Termos em que deve ser negado provimento ao presente recurso com as legais consequências, assim se fazendo, inteira JUSTIÇA!».
II. Objecto do recurso
De acordo com a sequência lógica das matérias, cumpre, em regra, começar pelas questões processuais, prosseguindo depois com as questões relativas à matéria de facto e, por fim, resolvidas estas, com as atinentes ao mérito da causa.
Tendo em consideração que o âmbito objectivo dos recursos é balizado pelas conclusões apresentadas pelos recorrentes (artigos 639.º, n.º 1, e 635.º, n.º 4, ambos do Código de Processo Civil), as questões colocadas no recurso são as seguintes:
1 - A primeira questão a resolver respeita à impugnação da matéria de facto, a qual incide sobre o facto provado identificado na sentença sob o n.º 11, que a Ré pretende ver julgado «não provado».
2 - Em segundo lugar, coloca-se a questão de saber se ao prazo de 30 dias, previsto no n.º 1, do art.º 31.º do NRAU, acresce a dilação de 5 dias prevista no n.º 1, alínea a), do art.º 245.º do Código de Processo Civil, caso em que o prazo para a resposta terminaria, segundo a recorrente em 5 de Julho de 2013, pelo que a Ré ao responder em 4 de Julho, do mesmo ano, teria respondido oportunamente.

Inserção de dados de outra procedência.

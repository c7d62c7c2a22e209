// demos/demo.rs
use chrono::NaiveDate;
use gbm_forecast::analytics::gbm_analytic;
use gbm_forecast::forecast::forecast_engine::{ForecastConfig, ForecastEngine};
use gbm_forecast::fundamentals;
use gbm_forecast::input::ForecastRequest;
use gbm_forecast::math_utils::Timer;
use gbm_forecast::output;
use gbm_forecast::rng::RngFactory;

fn main() {
    println!("Running gbm-forecast Demo\n");

    let start = NaiveDate::from_ymd_opt(2024, 6, 13).expect("Valid date");
    let engine = ForecastEngine::new(ForecastConfig::default()).expect("Valid configuration");
    let factory = RngFactory::new(12345);

    let requests = [
        ForecastRequest::default(),
        ForecastRequest {
            ticker: "aapl".to_string(),
            initial_price: 189.50,
            annual_return_pct: 12.0,
            annual_volatility_pct: 25.0,
        },
        ForecastRequest {
            ticker: "penny".to_string(),
            initial_price: 1.50,
            annual_return_pct: -40.0,
            annual_volatility_pct: 250.0,
        },
    ];

    let stdout = std::io::stdout();
    let mut out = stdout.lock();

    for (run_id, request) in requests.iter().enumerate() {
        let (ticker, params) = request.validate().expect("Valid request");
        let mut generator = factory.generator(run_id as u64);

        let mut timer = Timer::new();
        timer.start();
        let path = engine.generate(&params, &ticker, start, &mut generator);
        let elapsed = timer.elapsed_ms();

        let bands = gbm_analytic::daily_confidence_bands(
            params.initial_price,
            params.annual_drift,
            params.annual_volatility,
            engine.config().dt(),
            path.len(),
            0.9,
        )
        .expect("Valid band level");

        println!("{:=<80}", "");
        output::render_fundamentals(&mut out, &fundamentals::lookup(&ticker)).expect("stdout");
        println!();
        output::render_forecast_table(&mut out, &path, Some(bands.as_slice())).expect("stdout");
        println!(
            "\nFinal price: {}  |  days on floor: {}  |  simulated in {:.3} ms\n",
            output::format_currency(path.final_price().unwrap_or(params.initial_price)),
            path.floored_days(engine.config().price_floor),
            elapsed
        );
    }
}
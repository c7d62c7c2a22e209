// src/solvers/price_step.rs
//! One trading-day price update
//!
//! # Algorithm
//!
//! 1. Draw Z ~ N(0,1) from the caller's generator (one draw per step)
//! 2. Apply the exact GBM transition:
//!    ```text
//!    S' = S * exp((μ - σ²/2)Δt + σ√Δt * Z)
//!    ```
//! 3. Round to cents, half away from zero
//! 4. Clamp to the price floor: `max(floor, round(S', 2))`
//!
//! The clamp is silent. A single bad draw cannot push the price below the
//! floor, but a run of them can pin it there.

use crate::math_utils::round_to_decimals;
use crate::models::gbm::Gbm;
use crate::models::model::PriceModel;
use crate::rng::NormalVariateGenerator;
use rand::Rng;
use tracing::trace;

/// Lowest price a step may return
pub const DEFAULT_PRICE_FLOOR: f64 = 1.0;

/// Decimal places kept on every simulated price
pub const DEFAULT_PRICE_DECIMALS: u32 = 2;

#[derive(Debug, Clone, Copy, PartialEq)]
pub struct PriceStepSimulator {
    floor: f64,
    decimals: u32,
}

impl Default for PriceStepSimulator {
    fn default() -> Self {
        Self::new(DEFAULT_PRICE_FLOOR, DEFAULT_PRICE_DECIMALS)
    }
}

impl PriceStepSimulator {
    pub fn new(floor: f64, decimals: u32) -> Self {
        Self { floor, decimals }
    }

    pub fn floor(&self) -> f64 {
        self.floor
    }

    pub fn decimals(&self) -> u32 {
        self.decimals
    }

    /// Advance `current_price` by one interval of length `dt`.
    pub fn step<R: Rng>(
        &self,
        current_price: f64,
        mu: f64,
        sigma: f64,
        dt: f64,
        generator: &mut NormalVariateGenerator<R>,
    ) -> f64 {
        let z = generator.next();
        self.step_with_draw(current_price, mu, sigma, dt, z)
    }

    /// Same transform as [`step`](Self::step) with a caller-supplied shock.
    pub fn step_with_draw(&self, current_price: f64, mu: f64, sigma: f64, dt: f64, z: f64) -> f64 {
        self.step_model(&Gbm { mu, sigma }, current_price, dt, z)
    }

    /// Advance under any [`PriceModel`], applying rounding and the floor.
    pub fn step_model<M: PriceModel>(&self, model: &M, current_price: f64, dt: f64, z: f64) -> f64 {
        let raw = model.evolve(current_price, dt, z);
        let rounded = round_to_decimals(raw, self.decimals);
        if rounded < self.floor {
            trace!(raw, floor = self.floor, "price clamped to floor");
        }
        rounded.max(self.floor)
    }
}
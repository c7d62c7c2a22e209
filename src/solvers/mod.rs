pub mod price_step;
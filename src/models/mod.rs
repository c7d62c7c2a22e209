pub mod gbm;
pub mod model;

3 - Em terceiro lugar, caso a questão não tenha ficado prejudicada, coloca-se a questão de saber se a Autora devia ou não devia ter enviado à Ré uma segunda carta a comunicar-lhe o aumento da renda, nos termos previstos no art.º 10.º, n.º 3 do NRAU.
Nesta análise averiguar-se-á se o recebimento da carta por parte de D… deve considerar-se como tendo sido recebida pela Ré e ainda se ocorre abuso de direito por parte da Ré devido ao facto da carta ter chegado ao conhecimento da Ré no mesmo dia em que foi recebido por D….
4 - Por fim, cumpre verificar quais as consequências em relação ao pedido resultantes da falta de remessa de uma segunda carta por parte da Autora, caso se conclua que o devia fazer
III. Fundamentação
a) Impugnação da matéria de facto.
O facto provado n.º 11 tem esta redacção: «A Ré, em 31-05-2013 recebeu a comunicação da Autora em referência e apresentou resposta, por carta datada de 04-07-2013, recebida pela Autora em 10 do mesmo mês».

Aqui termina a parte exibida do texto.